WHAT YOU SHOULD DO: The word "Payload" may appear in lines of the data below. Say how many lines hold it, giving only the number.

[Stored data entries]
+++++
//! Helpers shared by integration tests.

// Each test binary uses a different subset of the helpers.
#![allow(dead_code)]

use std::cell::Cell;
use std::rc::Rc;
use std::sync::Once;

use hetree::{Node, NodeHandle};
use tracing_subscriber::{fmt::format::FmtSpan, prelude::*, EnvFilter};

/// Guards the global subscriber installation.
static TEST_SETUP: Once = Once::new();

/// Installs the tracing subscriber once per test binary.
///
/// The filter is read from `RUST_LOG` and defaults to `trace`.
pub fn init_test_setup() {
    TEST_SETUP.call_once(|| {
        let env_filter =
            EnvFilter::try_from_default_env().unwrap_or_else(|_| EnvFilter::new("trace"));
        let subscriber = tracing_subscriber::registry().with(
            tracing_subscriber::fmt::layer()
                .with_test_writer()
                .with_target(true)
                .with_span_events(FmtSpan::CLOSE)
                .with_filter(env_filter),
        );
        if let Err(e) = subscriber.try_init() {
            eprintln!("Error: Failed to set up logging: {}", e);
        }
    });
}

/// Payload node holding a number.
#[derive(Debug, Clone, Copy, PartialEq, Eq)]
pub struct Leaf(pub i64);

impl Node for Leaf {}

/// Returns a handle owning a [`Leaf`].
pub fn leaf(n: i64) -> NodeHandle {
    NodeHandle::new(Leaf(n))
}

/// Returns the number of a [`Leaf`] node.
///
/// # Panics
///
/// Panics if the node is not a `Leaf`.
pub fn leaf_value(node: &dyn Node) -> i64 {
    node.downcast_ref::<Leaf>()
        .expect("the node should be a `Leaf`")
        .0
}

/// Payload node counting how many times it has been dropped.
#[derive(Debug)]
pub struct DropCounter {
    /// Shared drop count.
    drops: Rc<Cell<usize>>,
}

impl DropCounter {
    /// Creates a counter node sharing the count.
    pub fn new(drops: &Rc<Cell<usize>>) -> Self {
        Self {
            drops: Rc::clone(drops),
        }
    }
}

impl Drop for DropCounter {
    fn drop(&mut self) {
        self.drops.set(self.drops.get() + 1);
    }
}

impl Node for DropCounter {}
+++++
ANSWER SECTION: 2